A Space of Your Own

Last night as I was falling asleep, I felt a strong desire to work on, not in, my office. I pictured myself vacuuming, dusting, emptying and rearranging shelves, then finally re-curating the photos on the walls and the collection of objets I have displayed over the years.

My office is in the northwest corner of our yard, facing my garden. My husband designed it with two sets of French doors that meet in the corner, admitting large infusions of light and offering me a full view of my perennial bed. Inside, a loveseat sits by the south wall, bookshelves line the wall to the east, and my desk nestles in the southwest corner, the French doors to my left. It is one of my favorite places to spend time. And it’s looked the same ever since I moved in.

But last night I imagined my office not only tidied up but rearranged and re-furbished. A new desk perhaps. Maybe a new desk chair and rug. Different art on the walls, and a renewed collection of objets. It deserves this, I thought. It’s responsible for all the writing I’ve been doing for the past 15 years, for my new book, for the rich relationships I have with my clients, for much of the joy in my life.

Given that I was once a terribly blocked writer, it’s amazing that the place I sit and write most days is associated with—no, has invited—so much happiness and joy into mylife.

My office used to be in the house, in a room just off the small front vestibule. I wrote and met with clients in that office, and it seemed to me at the time to be a lovely room. I certainly had no complaints about the space. Yet the minute I moved all my books into my new office in our backyard, and set up my desk and computer, I felt a great sense of uplift. This is mine, I thought, all mine.

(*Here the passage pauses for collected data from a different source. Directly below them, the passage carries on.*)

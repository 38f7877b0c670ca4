// SPDX-License-Identifier: MIT OR Apache-2.0
// Copyright (c) 2025 stagegraph contributors

//! Terminal output helpers shared by the commands

use colored::Colorize;

pub(crate) fn section(title: &str) {
    println!();
    println!("{}:", title.bold());
}

pub(crate) fn ok(msg: &str) {
    println!("  {} {}", "✓".green(), msg);
}

pub(crate) fn failed(msg: &str) {
    println!("  {} {}", "✗".red(), msg);
}

pub(crate) fn warn(msg: &str) {
    println!("  {} {}", "⚠".yellow(), msg);
}

/// `label: value` line with a dimmed label
pub(crate) fn field(label: &str, value: impl std::fmt::Display) {
    println!("  {} {}", format!("{}:", label).dimmed(), value);
}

I don’t know when I first realized that it wasn’t just the aesthetics of the space that nourished me. It was that, in a space separated from the house and household activities, I felt, for the first time, completely safe. No sounds other than those I produced would reach me. No activity other than my own would be generated. I would hear no footsteps moving from room to room. No conversations or snippets of conversation would penetrate my silence.

Not everyone is as lucky as I am. But I tell my clients that, if they want to establish a writing practice, it is essential that they create a writing space for themselves. If not a space completely separate from the rest of the apartment or house, a space you have designated and designed for your writing. A desk set up in a corner of your bedroom or dining room can work, if you place a screen behind the chair you sit on when you write. When you’re not writing, you can fold the screen, but it should be open when you write to delineate and claim your space.

As well, roommates and partners—even children– should understand that your writing time is sacred, and you wish not to be interrupted. This might prove difficult at first, but after a while everyone will come to respect your writing time and place, making you safe from intrusions. Because I didn’t understand this when my office was still in the house, I had never created the right parameters or set up the necessary boundaries, which meant that my husband and son felt free to interact with me, either through the closed door, or by opening the door and walking in.

To make your writing space completely your own, on your writing surface and on the wall in front of you, I suggest placing at least one objet that gives you pleasure. For some writers, a small bouquet of flowers, replenished each week, is an invitation to sit down and write. As can be photos of scenes or people you love. Or a lovely ceramic bowl. Consider these gifts to yourself, and know that someday, the time and space you set aside for your writing will feel like a gift as well.

Although I had been writing off and on before I set up my office in the backyard, I had never managed a regular writing practice. But after the first day in my new, very own space, I created a writing window. And I was able to honor the commitment. I still do. Which is why I said earlier that my office is responsible for so much of what is good in my life, especially my writing.